- [Raw data]

◆ ◆ ◆

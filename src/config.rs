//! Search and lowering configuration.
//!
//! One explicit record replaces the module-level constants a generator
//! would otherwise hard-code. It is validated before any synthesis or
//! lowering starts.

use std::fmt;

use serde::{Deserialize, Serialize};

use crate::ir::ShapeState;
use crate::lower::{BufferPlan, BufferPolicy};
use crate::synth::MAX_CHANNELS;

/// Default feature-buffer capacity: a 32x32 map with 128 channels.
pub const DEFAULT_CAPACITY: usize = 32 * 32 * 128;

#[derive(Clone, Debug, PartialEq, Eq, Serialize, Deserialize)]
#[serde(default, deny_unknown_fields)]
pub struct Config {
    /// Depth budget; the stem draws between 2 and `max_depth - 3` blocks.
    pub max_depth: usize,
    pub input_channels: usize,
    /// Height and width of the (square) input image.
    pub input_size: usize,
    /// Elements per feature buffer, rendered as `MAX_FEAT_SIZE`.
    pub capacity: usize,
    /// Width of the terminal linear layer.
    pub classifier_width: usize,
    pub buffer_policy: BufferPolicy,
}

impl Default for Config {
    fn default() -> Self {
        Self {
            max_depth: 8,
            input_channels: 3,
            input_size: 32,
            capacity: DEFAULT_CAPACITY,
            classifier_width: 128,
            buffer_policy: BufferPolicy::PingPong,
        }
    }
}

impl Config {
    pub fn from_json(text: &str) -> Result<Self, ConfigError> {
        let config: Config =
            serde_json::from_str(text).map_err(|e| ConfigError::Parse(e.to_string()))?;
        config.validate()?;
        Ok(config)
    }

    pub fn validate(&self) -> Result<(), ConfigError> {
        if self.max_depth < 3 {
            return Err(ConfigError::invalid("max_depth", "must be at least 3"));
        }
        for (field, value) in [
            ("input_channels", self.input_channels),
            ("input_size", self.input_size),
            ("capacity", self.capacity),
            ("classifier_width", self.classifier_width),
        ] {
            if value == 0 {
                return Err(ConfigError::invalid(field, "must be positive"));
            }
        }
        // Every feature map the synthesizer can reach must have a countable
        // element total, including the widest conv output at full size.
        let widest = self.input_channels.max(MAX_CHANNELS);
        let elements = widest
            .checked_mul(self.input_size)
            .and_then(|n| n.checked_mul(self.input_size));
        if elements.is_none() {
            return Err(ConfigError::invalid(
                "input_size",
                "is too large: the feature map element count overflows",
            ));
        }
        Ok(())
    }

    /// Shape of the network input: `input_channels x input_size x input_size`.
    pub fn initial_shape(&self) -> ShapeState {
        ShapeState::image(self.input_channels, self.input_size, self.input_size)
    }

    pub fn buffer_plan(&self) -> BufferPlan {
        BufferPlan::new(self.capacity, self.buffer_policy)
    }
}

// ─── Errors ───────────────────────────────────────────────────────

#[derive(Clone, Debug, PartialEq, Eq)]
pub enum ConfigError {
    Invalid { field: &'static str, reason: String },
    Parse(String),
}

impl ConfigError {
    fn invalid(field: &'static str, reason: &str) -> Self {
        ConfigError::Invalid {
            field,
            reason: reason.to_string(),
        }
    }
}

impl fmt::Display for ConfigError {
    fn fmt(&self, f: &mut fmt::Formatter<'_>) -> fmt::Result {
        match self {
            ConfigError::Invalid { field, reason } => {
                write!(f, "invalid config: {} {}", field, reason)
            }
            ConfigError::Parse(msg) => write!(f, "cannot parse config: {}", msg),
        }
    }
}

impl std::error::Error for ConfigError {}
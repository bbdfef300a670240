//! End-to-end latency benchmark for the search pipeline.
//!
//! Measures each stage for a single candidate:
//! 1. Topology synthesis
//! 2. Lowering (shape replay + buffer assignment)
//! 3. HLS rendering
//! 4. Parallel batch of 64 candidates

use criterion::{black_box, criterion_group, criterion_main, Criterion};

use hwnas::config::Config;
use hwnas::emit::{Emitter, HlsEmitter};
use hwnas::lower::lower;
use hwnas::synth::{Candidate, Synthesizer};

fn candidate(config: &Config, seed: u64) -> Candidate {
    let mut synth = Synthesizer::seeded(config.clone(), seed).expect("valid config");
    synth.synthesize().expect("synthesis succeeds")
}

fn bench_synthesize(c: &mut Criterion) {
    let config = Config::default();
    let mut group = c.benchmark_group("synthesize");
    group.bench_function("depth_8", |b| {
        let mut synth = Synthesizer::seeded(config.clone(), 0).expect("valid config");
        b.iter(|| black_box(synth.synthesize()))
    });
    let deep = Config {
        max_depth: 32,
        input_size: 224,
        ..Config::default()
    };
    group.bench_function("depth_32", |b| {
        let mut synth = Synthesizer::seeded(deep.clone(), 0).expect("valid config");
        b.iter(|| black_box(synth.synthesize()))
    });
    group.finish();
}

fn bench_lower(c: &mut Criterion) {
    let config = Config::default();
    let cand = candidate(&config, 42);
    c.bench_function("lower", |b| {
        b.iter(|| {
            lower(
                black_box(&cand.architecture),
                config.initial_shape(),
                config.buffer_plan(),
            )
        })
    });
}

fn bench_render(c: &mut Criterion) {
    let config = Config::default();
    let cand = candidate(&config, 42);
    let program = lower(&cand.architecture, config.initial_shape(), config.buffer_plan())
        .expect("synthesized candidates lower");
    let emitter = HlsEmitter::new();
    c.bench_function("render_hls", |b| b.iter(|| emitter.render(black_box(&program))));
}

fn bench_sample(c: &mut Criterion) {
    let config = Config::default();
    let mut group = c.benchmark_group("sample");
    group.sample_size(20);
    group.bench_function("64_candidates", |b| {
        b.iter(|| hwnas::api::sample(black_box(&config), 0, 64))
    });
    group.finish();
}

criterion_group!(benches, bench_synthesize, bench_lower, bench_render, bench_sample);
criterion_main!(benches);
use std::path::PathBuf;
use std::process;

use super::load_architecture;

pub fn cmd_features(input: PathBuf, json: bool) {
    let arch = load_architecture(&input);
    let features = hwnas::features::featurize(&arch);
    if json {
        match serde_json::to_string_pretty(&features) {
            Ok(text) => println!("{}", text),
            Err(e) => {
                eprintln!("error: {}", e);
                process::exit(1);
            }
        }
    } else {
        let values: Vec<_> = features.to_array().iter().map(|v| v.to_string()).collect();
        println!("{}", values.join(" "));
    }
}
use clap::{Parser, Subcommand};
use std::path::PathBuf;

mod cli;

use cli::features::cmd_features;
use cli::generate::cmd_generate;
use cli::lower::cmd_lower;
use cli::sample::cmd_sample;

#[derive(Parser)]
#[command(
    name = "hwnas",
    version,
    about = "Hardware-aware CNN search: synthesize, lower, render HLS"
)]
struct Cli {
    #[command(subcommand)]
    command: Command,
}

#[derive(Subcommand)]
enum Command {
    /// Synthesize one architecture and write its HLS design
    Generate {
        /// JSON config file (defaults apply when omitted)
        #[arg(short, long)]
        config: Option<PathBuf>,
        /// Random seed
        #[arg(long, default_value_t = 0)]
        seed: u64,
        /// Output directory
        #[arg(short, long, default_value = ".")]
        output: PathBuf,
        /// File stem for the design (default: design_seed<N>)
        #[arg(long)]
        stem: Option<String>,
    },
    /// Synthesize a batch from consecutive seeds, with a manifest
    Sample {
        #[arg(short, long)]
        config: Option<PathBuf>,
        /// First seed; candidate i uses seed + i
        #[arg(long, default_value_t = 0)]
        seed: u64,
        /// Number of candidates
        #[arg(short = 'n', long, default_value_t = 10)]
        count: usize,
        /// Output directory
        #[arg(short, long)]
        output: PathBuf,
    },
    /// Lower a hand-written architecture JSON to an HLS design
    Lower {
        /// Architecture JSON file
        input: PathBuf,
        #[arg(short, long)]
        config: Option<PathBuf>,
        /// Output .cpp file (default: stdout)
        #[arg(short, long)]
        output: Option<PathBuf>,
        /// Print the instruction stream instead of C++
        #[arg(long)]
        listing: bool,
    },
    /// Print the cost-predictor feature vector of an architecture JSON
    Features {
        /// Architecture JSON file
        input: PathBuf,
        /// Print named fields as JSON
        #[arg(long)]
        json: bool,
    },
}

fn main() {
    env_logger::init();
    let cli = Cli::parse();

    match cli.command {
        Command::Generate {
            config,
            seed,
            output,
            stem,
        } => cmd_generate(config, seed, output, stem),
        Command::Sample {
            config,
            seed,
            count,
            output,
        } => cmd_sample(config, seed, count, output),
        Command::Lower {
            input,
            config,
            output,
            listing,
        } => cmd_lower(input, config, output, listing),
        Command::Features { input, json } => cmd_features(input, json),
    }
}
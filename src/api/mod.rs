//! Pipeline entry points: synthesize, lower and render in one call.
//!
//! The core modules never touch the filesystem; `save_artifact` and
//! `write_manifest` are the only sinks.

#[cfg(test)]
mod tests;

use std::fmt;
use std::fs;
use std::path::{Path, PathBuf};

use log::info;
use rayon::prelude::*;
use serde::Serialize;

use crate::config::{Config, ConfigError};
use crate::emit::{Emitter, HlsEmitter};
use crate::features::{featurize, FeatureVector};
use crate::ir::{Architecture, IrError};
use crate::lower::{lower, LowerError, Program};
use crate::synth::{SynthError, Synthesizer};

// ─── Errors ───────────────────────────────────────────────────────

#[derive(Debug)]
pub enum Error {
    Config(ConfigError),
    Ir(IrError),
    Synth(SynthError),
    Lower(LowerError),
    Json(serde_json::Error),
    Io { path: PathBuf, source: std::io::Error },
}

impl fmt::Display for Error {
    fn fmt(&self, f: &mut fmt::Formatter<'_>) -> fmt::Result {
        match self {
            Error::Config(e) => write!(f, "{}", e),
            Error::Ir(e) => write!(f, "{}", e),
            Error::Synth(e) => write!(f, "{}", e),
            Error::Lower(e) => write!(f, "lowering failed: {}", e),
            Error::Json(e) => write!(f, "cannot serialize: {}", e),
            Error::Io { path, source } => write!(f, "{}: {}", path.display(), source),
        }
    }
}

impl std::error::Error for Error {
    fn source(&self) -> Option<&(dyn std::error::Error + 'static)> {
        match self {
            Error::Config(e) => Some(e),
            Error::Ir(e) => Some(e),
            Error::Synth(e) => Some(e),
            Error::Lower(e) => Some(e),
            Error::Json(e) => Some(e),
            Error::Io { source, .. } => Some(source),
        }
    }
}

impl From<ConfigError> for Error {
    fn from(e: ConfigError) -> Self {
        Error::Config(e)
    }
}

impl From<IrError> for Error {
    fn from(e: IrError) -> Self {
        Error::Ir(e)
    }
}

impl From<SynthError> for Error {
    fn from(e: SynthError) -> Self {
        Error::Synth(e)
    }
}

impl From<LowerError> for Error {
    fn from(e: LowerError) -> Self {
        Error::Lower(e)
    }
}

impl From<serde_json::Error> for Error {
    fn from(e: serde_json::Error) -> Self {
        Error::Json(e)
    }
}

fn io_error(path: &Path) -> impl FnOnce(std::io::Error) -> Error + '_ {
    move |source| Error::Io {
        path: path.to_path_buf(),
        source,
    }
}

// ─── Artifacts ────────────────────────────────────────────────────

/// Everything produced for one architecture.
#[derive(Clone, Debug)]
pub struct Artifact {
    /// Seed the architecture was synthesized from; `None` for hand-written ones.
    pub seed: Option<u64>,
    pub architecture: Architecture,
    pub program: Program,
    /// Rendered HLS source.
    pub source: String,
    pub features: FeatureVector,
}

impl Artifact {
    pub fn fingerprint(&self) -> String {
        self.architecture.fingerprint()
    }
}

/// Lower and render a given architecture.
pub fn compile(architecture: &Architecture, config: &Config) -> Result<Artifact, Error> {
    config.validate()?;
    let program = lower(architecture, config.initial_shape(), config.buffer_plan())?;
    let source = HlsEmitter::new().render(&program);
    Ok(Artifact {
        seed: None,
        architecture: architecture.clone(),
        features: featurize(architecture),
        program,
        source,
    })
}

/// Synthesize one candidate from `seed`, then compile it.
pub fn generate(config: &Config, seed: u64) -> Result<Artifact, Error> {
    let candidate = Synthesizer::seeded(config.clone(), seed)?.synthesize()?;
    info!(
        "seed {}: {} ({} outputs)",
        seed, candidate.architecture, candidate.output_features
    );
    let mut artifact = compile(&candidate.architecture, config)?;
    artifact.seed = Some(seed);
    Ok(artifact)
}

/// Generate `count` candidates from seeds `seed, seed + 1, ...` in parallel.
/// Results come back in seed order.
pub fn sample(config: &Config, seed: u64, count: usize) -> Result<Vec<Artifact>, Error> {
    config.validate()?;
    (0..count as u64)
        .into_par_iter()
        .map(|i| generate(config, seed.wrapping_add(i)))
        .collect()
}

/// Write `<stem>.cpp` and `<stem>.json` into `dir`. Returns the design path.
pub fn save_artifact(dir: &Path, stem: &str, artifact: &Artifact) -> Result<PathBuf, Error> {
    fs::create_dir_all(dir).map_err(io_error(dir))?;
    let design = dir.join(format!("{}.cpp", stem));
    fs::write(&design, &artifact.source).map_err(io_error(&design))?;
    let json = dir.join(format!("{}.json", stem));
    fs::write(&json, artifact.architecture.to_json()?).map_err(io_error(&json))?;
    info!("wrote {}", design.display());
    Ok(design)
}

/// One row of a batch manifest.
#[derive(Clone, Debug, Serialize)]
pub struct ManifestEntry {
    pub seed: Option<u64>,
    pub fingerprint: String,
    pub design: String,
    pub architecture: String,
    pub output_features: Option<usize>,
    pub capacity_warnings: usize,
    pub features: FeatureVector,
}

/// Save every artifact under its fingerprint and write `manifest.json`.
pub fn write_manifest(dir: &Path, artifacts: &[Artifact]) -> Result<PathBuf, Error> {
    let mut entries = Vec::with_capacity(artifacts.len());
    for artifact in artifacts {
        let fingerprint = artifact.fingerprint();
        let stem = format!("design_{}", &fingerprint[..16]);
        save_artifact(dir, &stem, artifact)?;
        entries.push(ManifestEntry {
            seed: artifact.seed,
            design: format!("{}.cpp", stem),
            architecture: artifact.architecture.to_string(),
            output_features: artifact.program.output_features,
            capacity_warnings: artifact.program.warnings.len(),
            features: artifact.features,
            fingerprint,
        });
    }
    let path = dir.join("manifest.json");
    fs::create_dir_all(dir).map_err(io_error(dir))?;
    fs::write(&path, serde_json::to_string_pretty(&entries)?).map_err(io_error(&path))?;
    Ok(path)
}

◆ ◆ ◆

- [Work required]
Lines above that include the string "deep" need to be copied.

- [Task solution]
    let deep = Config {
        let mut synth = Synthesizer::seeded(deep.clone(), 0).expect("valid config");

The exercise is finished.